When You Don’t Know Who You’ll Be Anymore After Recovering From BPD
I identify as borderline more than anything else. More than being a woman, bisexual, a daughter, an aunt or a sister. Before I am anything else I consider myself borderline.
I think that’s why recovery scares me so much. What will I be if I’m not borderline anymore? I have a lot of identifiers — as we all do — but borderline is the one I feel is most true.

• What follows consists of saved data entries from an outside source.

//! Fee computation engine.
//!
//! Responsibilities:
//!
//! - map an asset value to its value bracket
//! - look up the base rate for a service category in that bracket
//! - apply the complexity or service-count surcharge
//! - compose the regulated cost stack (fee, allowance, guild contribution, tax)
//!
//! Everything here is pure: no I/O, no shared mutable state, no logging.
//! Callers that want to report default-category fallbacks inspect
//! `Quotation::defaulted_services()`.

pub mod bracket;
pub mod engine;
pub mod rates;
pub mod stack;
pub mod surcharge;

pub use bracket::*;
pub use engine::*;
pub use rates::*;
pub use stack::*;
pub use surcharge::*;
//! The quote document handed to the client.
//!
//! Rendered as plain text with a fixed section order: header and date,
//! client data, case information, requested services, cost breakdown.

use std::fs::{File, create_dir_all};
use std::io::Write;
use std::path::{Path, PathBuf};

use chrono::{DateTime, Local};

use crate::domain::{Client, Quotation, RegulationParams};
use crate::error::AppError;
use crate::report::format::{cost_rows, format_bracket_range, format_eur};

const NOT_SPECIFIED: &str = "Non specificato";
const RULE: &str = "------------------------------------------------------------";

#[derive(Debug, Clone)]
pub struct QuoteDocument<'a> {
    pub client: &'a Client,
    pub services: &'a [String],
    pub quotation: &'a Quotation,
    pub params: &'a RegulationParams,
    pub issued_at: DateTime<Local>,
}

impl QuoteDocument<'_> {
    /// `Preventivo_<Cognome>_<Nome>_<YYYYMMDD>.txt`
    pub fn file_name(&self) -> String {
        format!(
            "Preventivo_{}_{}_{}.txt",
            sanitize(&self.client.last_name),
            sanitize(&self.client.first_name),
            self.issued_at.format("%Y%m%d")
        )
    }

    pub fn render(&self) -> String {
        let mut out = String::new();
        let c = self.client;

        out.push_str("PREVENTIVO SERVIZI LEGALI\n");
        out.push_str(&format!("{:>60}\n", format!("Data: {}", self.issued_at.format("%d/%m/%Y"))));
        out.push_str(RULE);
        out.push_str("\n\nDati del Cliente\n");
        for (label, value) in [
            ("Nome e Cognome", c.full_name()),
            ("Codice Fiscale", c.fiscal_code.clone()),
            ("Email", c.email.clone()),
            ("Telefono", optional(c.phone.as_deref())),
            ("Indirizzo", optional(c.address.as_deref())),
        ] {
            out.push_str(&format!("  {:<18} {value}\n", format!("{label}:")));
        }

        let bracket = self.quotation.bracket();
        out.push_str("\nInformazioni sulla pratica\n");
        out.push_str(&format!(
            "  {:<18} {}\n",
            "Valore del bene:",
            format_eur(self.quotation.asset_value().value())
        ));
        out.push_str(&format!(
            "  {:<18} {} ({})\n",
            "Scaglione:",
            bracket.index,
            format_bracket_range(&bracket)
        ));

        out.push_str("\nServizi richiesti\n");
        if self.services.is_empty() {
            out.push_str("  Nessun servizio selezionato\n");
        }
        for (i, name) in self.services.iter().enumerate() {
            out.push_str(&format!("  {:>2}. {name}\n", i + 1));
        }

        if let Quotation::Itemized(q) = self.quotation {
            out.push_str(&format!(
                "\nDettaglio per servizio (complessità {})\n",
                q.complexity.display_name()
            ));
            for s in &q.services {
                out.push_str(&format!("  {:<40} {:>18}\n", s.service, format_eur(s.breakdown.total)));
            }
        }

        out.push_str("\nDettaglio Costi\n");
        for (label, amount) in cost_rows(&self.quotation.summary(), self.params) {
            out.push_str(&format!("  {:<38} {:>18}\n", format!("{label}:"), format_eur(amount)));
        }
        out.push_str(RULE);
        out.push('\n');
        out
    }
}

/// Write the rendered document under `dir` and return its path.
pub fn write_document(dir: &Path, document: &QuoteDocument<'_>) -> Result<PathBuf, AppError> {
    create_dir_all(dir)
        .map_err(|e| AppError::new(4, format!("Failed to create output dir '{}': {e}", dir.display())))?;

    let path = dir.join(document.file_name());
    let mut file = File::create(&path)
        .map_err(|e| AppError::new(4, format!("Failed to create document '{}': {e}", path.display())))?;
    file.write_all(document.render().as_bytes())
        .map_err(|e| AppError::new(4, format!("Failed to write document: {e}")))?;
    Ok(path)
}

fn optional(value: Option<&str>) -> String {
    match value.map(str::trim) {
        Some(v) if !v.is_empty() => v.to_string(),
        _ => NOT_SPECIFIED.to_string(),
    }
}

fn sanitize(part: &str) -> String {
    part.trim()
        .chars()
        .map(|c| if c.is_alphanumeric() { c } else { '_' })
        .collect()
}
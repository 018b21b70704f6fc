//! Runtime settings from the environment (and `.env`, if present).
//!
//! Regulation percentages live here rather than in the engine so that a rate
//! change is a configuration change.

use std::path::PathBuf;
use std::str::FromStr;

use rust_decimal::Decimal;

use crate::domain::RegulationParams;
use crate::error::{AppError, ValidationError};

pub const ENV_ALLOWANCE_RATE: &str = "TARIFFA_ALLOWANCE_RATE";
pub const ENV_GUILD_RATE: &str = "TARIFFA_GUILD_RATE";
pub const ENV_TAX_RATE: &str = "TARIFFA_TAX_RATE";
pub const ENV_DATA_DIR: &str = "TARIFFA_DATA_DIR";
pub const ENV_SENDER: &str = "TARIFFA_SENDER";
pub const ENV_LOG: &str = "TARIFFA_LOG";

const DEFAULT_DATA_DIR: &str = "data";
const DEFAULT_SENDER: &str = "studio@example.com";
const DEFAULT_LOG_FILTER: &str = "warn";

#[derive(Debug, Clone)]
pub struct Settings {
    pub params: RegulationParams,
    pub data_dir: PathBuf,
    /// Sender address used by the notification channel.
    pub sender: String,
    pub log_filter: String,
}

impl Default for Settings {
    fn default() -> Self {
        Self {
            params: RegulationParams::default(),
            data_dir: PathBuf::from(DEFAULT_DATA_DIR),
            sender: DEFAULT_SENDER.to_string(),
            log_filter: DEFAULT_LOG_FILTER.to_string(),
        }
    }
}

impl Settings {
    pub fn from_env() -> Result<Self, AppError> {
        dotenvy::dotenv().ok();
        Self::from_lookup(|key| std::env::var(key).ok())
    }

    /// Build settings from an arbitrary key lookup (used by `from_env` and tests).
    pub fn from_lookup<F>(lookup: F) -> Result<Self, AppError>
    where
        F: Fn(&str) -> Option<String>,
    {
        let defaults = Self::default();
        let params = RegulationParams {
            allowance_rate: rate(&lookup, ENV_ALLOWANCE_RATE, "allowance_rate", defaults.params.allowance_rate)?,
            guild_rate: rate(&lookup, ENV_GUILD_RATE, "guild_rate", defaults.params.guild_rate)?,
            tax_rate: rate(&lookup, ENV_TAX_RATE, "tax_rate", defaults.params.tax_rate)?,
        };
        params.validate()?;

        Ok(Self {
            params,
            data_dir: non_empty(lookup(ENV_DATA_DIR))
                .map(PathBuf::from)
                .unwrap_or(defaults.data_dir),
            sender: non_empty(lookup(ENV_SENDER)).unwrap_or(defaults.sender),
            log_filter: non_empty(lookup(ENV_LOG)).unwrap_or(defaults.log_filter),
        })
    }
}

fn non_empty(value: Option<String>) -> Option<String> {
    value.map(|v| v.trim().to_string()).filter(|v| !v.is_empty())
}

fn rate<F>(lookup: &F, key: &str, name: &'static str, default: Decimal) -> Result<Decimal, AppError>
where
    F: Fn(&str) -> Option<String>,
{
    let Some(raw) = non_empty(lookup(key)) else {
        return Ok(default);
    };
    Decimal::from_str(&raw).map_err(|_| {
        AppError::from(ValidationError::InvalidRate {
            name,
            value: raw.clone(),
        })
    })
}
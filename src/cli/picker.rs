//! Interactive service picker.
//!
//! This is intentionally kept separate from clap parsing:
//! - clap handles structured flags/subcommands
//! - the picker provides the "run `tariffa submit` and tick services" UX

use std::io::{self, Write};

use crate::domain::Service;
use crate::error::AppError;

/// Prompt the user to select one or more services from the catalogue.
///
/// Behavior:
/// - list the catalogue, numbered
/// - accept numbers separated by commas or spaces (`1,3 4`)
/// - `q` cancels
pub fn prompt_for_services(services: &[Service]) -> Result<Vec<Service>, AppError> {
    if services.is_empty() {
        return Err(AppError::new(
            2,
            "No services available. Add one with `tariffa services add <name>`.",
        ));
    }

    println!("Available services:");
    for (idx, s) in services.iter().enumerate() {
        println!("{:>3}) {}", idx + 1, s.name);
    }

    loop {
        print!("Select services by number (1-{}), comma separated (q to quit): ", services.len());
        io::stdout()
            .flush()
            .map_err(|e| AppError::new(2, format!("Failed to write prompt: {e}")))?;

        let mut input = String::new();
        let bytes = io::stdin()
            .read_line(&mut input)
            .map_err(|e| AppError::new(2, format!("Failed to read input: {e}")))?;

        if bytes == 0 {
            return Err(AppError::new(
                2,
                "No input received. Pass services with `--service-id <id>`.",
            ));
        }

        let input = input.trim();
        if input.eq_ignore_ascii_case("q") {
            return Err(AppError::new(2, "Canceled."));
        }

        match parse_selection(input, services.len()) {
            Ok(positions) => return Ok(positions.into_iter().map(|p| services[p].clone()).collect()),
            Err(msg) => println!("{msg}"),
        }
    }
}

/// Parse `1,3 4` into zero-based positions (deduplicated, input order kept).
pub fn parse_selection(input: &str, count: usize) -> Result<Vec<usize>, String> {
    let mut out = Vec::new();
    for token in input.split(|c: char| c == ',' || c.is_whitespace()).filter(|t| !t.is_empty()) {
        let n: usize = token
            .parse()
            .map_err(|_| format!("'{token}' is not a number."))?;
        if n == 0 || n > count {
            return Err(format!("Selection out of range: {n} (1-{count})."));
        }
        if !out.contains(&(n - 1)) {
            out.push(n - 1);
        }
    }
    if out.is_empty() {
        return Err("Select at least one service.".to_string());
    }
    Ok(out)
}
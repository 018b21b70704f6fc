//! Top-level application orchestration.
//!
//! `src/main.rs` is intentionally tiny; this module is the "real main" that:
//! - loads settings and sets up logging
//! - parses CLI arguments
//! - dispatches to the quote workflow, the store or the TUI

use std::path::Path;

use clap::Parser;
use tracing::{debug, warn};
use tracing_subscriber::EnvFilter;

use crate::cli::{Command, ExportArgs, HistoryArgs, QuoteArgs, ServicesCommand, SubmitArgs, TuiArgs};
use crate::config::Settings;
use crate::domain::{Client, ComplexityLevel, Service, SurchargePolicy};
use crate::error::AppError;
use crate::notify::SimulatedMailer;
use crate::report;
use crate::store::{JsonFileStore, QuoteStore, compute_statistics, export, unique_ids};

pub mod pipeline;

/// Entry point for the `tariffa` binary.
pub fn run() -> Result<(), AppError> {
    // `tariffa` and `tariffa -v 10000` behave like `tariffa tui ...`.
    let argv = rewrite_args(std::env::args().collect());
    let cli = crate::cli::Cli::parse_from(argv);

    let mut settings = Settings::from_env()?;
    init_logging(&settings.log_filter);
    if let Some(dir) = cli.data_dir {
        settings.data_dir = dir;
    }
    debug!(data_dir = %settings.data_dir.display(), "settings loaded");

    match cli.command {
        Command::Quote(args) => handle_quote(args, &settings),
        Command::Submit(args) => handle_submit(args, &settings),
        Command::Services { command } => handle_services(command, &settings),
        Command::History(args) => handle_history(args, &settings),
        Command::Stats => handle_stats(&settings),
        Command::Export(args) => handle_export(args, &settings),
        Command::Brackets => {
            println!("{}", report::format_tariff_table());
            Ok(())
        }
        Command::Tui(args) => handle_tui(args, &settings),
    }
}

fn init_logging(filter: &str) {
    let filter = EnvFilter::try_new(filter).unwrap_or_else(|_| EnvFilter::new("warn"));
    // A second init (tests, embedding) keeps the first subscriber.
    let _ = tracing_subscriber::fmt()
        .with_env_filter(filter)
        .with_writer(std::io::stderr)
        .with_target(false)
        .try_init();
}

fn store_for(settings: &Settings) -> JsonFileStore {
    JsonFileStore::in_dir(&settings.data_dir)
}

fn handle_quote(args: QuoteArgs, settings: &Settings) -> Result<(), AppError> {
    let policy = args
        .policy
        .resolve(SurchargePolicy::Complexity(ComplexityLevel::Standard));
    let quotation = pipeline::quote(&args.value, &args.services, policy, &settings.params)?;

    if args.json {
        let json = serde_json::to_string_pretty(&quotation)
            .map_err(|e| AppError::new(4, format!("Failed to serialize quotation: {e}")))?;
        println!("{json}");
    } else {
        println!("{}", report::format_quotation(&quotation, &settings.params));
    }
    Ok(())
}

fn handle_submit(args: SubmitArgs, settings: &Settings) -> Result<(), AppError> {
    let mut store = store_for(settings);
    let catalogue = store.list_services()?;

    let services = if args.service_ids.is_empty() {
        crate::cli::picker::prompt_for_services(&catalogue)?
    } else {
        services_by_id(&catalogue, &args.service_ids)?
    };

    let request = pipeline::SubmitRequest {
        asset_value: args.value,
        client: Client {
            first_name: args.first_name,
            last_name: args.last_name,
            email: args.email,
            phone: args.phone,
            fiscal_code: args.fiscal_code,
            address: args.address,
        },
        services,
        policy: args.policy.resolve(SurchargePolicy::ServiceCount),
        out_dir: args.out_dir,
        send: args.send,
    };

    let mailer = SimulatedMailer::new(settings.sender.clone());
    let outcome = pipeline::submit_quote(&mut store, &mailer, &request, &settings.params)?;

    println!("{}", report::format_quotation(&outcome.record.quotation, &settings.params));
    println!("Quote #{} saved.", outcome.record.id);
    println!("Document written to {}", outcome.document_path.display());
    if let Some(delivery) = outcome.delivery {
        println!("{}", delivery.message);
    }
    Ok(())
}

/// Catalogue entries for the given ids, in input order; repeated ids count once.
fn services_by_id(catalogue: &[Service], ids: &[u32]) -> Result<Vec<Service>, AppError> {
    unique_ids(ids.iter().copied())
        .into_iter()
        .map(|id| {
            catalogue
                .iter()
                .find(|s| s.id == id)
                .cloned()
                .ok_or_else(|| AppError::new(2, format!("Unknown service id {id}.")))
        })
        .collect()
}

fn handle_services(command: ServicesCommand, settings: &Settings) -> Result<(), AppError> {
    let mut store = store_for(settings);
    match command {
        ServicesCommand::List => {
            println!("{}", report::format_services(&store.list_services()?));
        }
        ServicesCommand::Add {
            name,
            description,
            document,
        } => {
            let document = document.map(|p| read_attachment(&p)).transpose()?;
            let service = store.add_service(&name, &description, document)?;
            println!("Service #{} '{}' added.", service.id, service.name);
        }
        ServicesCommand::Remove { id } => {
            if store.remove_service(id)? {
                println!("Service #{id} removed.");
            } else {
                warn!(id, "service not found");
                return Err(AppError::new(2, format!("Unknown service id {id}.")));
            }
        }
        ServicesCommand::Import { file } => {
            let services = export::read_services_json(&file)?;
            let n = store.import_services(services)?;
            println!("Imported {n} services from {}.", file.display());
        }
    }
    Ok(())
}

fn read_attachment(path: &Path) -> Result<String, AppError> {
    std::fs::read_to_string(path)
        .map_err(|e| AppError::new(2, format!("Failed to read '{}': {e}", path.display())))
}

fn handle_history(args: HistoryArgs, settings: &Settings) -> Result<(), AppError> {
    let quotes = store_for(settings).recent_quotes(args.limit)?;
    println!("{}", report::format_recent_quotes(&quotes));
    Ok(())
}

fn handle_stats(settings: &Settings) -> Result<(), AppError> {
    let data = store_for(settings).snapshot()?;
    println!("{}", report::format_statistics(&compute_statistics(&data)));
    Ok(())
}

fn handle_export(args: ExportArgs, settings: &Settings) -> Result<(), AppError> {
    let data = store_for(settings).snapshot()?;
    let n = export::write_quotes_csv(&args.out, &data)?;
    println!("Exported {n} quotes to {}.", args.out.display());
    Ok(())
}

fn handle_tui(args: TuiArgs, settings: &Settings) -> Result<(), AppError> {
    crate::tui::run(args, settings)
}

/// Rewrite argv so `tariffa` defaults to `tariffa tui`.
///
/// Rules:
/// - `tariffa`                      -> `tariffa tui`
/// - `tariffa -v 10000 ...`         -> `tariffa tui -v 10000 ...`
/// - `tariffa --help/--version/-h`  -> unchanged (show top-level help/version)
/// - `tariffa --data-dir DIR`       -> `tariffa tui --data-dir DIR` (global flag)
fn rewrite_args(mut argv: Vec<String>) -> Vec<String> {
    let Some(arg1) = argv.get(1).cloned() else {
        argv.push("tui".to_string());
        return argv;
    };

    let is_top_level_help_or_version = matches!(
        arg1.as_str(),
        "-h" | "--help" | "-V" | "--version" | "help"
    );
    if is_top_level_help_or_version {
        return argv;
    }

    let is_subcommand = matches!(
        arg1.as_str(),
        "quote" | "submit" | "services" | "history" | "stats" | "export" | "brackets" | "tui"
    );
    if is_subcommand {
        return argv;
    }

    if arg1.starts_with('-') {
        argv.insert(1, "tui".to_string());
        return argv;
    }

    argv
}

#[cfg(test)]
mod tests {
    use super::*;
    use chrono::Utc;

    fn argv(args: &[&str]) -> Vec<String> {
        args.iter().map(|s| s.to_string()).collect()
    }

    #[test]
    fn bare_invocation_opens_tui() {
        assert_eq!(rewrite_args(argv(&["tariffa"])), argv(&["tariffa", "tui"]));
        assert_eq!(
            rewrite_args(argv(&["tariffa", "-v", "5000"])),
            argv(&["tariffa", "tui", "-v", "5000"])
        );
    }

    #[test]
    fn subcommands_and_help_are_untouched() {
        assert_eq!(
            rewrite_args(argv(&["tariffa", "quote", "-v", "1"])),
            argv(&["tariffa", "quote", "-v", "1"])
        );
        assert_eq!(rewrite_args(argv(&["tariffa", "--help"])), argv(&["tariffa", "--help"]));
    }

    #[test]
    fn unknown_service_id_is_usage_error() {
        let catalogue = vec![Service {
            id: 1,
            name: "Contratti".into(),
            description: String::new(),
            document: None,
            created_at: Utc::now(),
        }];
        assert_eq!(services_by_id(&catalogue, &[1]).unwrap().len(), 1);
        assert_eq!(services_by_id(&catalogue, &[1, 7]).unwrap_err().exit_code(), 2);
    }

    #[test]
    fn repeated_service_ids_select_the_service_once() {
        let service = |id: u32, name: &str| Service {
            id,
            name: name.into(),
            description: String::new(),
            document: None,
            created_at: Utc::now(),
        };
        let catalogue = vec![service(1, "Contenzioso"), service(2, "Contratti")];

        let picked = services_by_id(&catalogue, &[2, 1, 2]).unwrap();
        let ids: Vec<u32> = picked.iter().map(|s| s.id).collect();
        assert_eq!(ids, vec![2, 1]);

        let names: Vec<String> = picked.into_iter().map(|s| s.name).collect();
        let q = pipeline::quote("10000", &names, SurchargePolicy::ServiceCount, &Default::default()).unwrap();
        let crate::domain::Quotation::Combined(c) = q else {
            panic!("expected a combined quote");
        };
        assert_eq!(c.multiplier, rust_decimal_macros::dec!(1.2));
    }
}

Everything I have ever done is because I’m borderline. Every lie, every cut, every attempt, every cheat, every broken heart, every sexual encounter and all 10 years of treatment. At the end of the day, every move I make can be explained by this disorder.
I spend all day in borderline thought cycles. The what ifs, the maybes, the whys, the yes’s, the no’s. Every time I agree to go somewhere or decide to bail. Every decision I make is thought through the borderline pathways in my brain. It’s all ingrained.
What would I be without that? Without those pathways? Would I be “normal?” Would I have decent thoughts? Self esteem? Hope?
Would I need therapy? Could I handle crisis? What is handling crisis? Would I finish school? Could I finish school? Would I achieve my dream of being a therapist? Would I even want to do that anymore?
Recovery leaves everything unknown. Recovery means starting over new and making new paths. And that is terrifying.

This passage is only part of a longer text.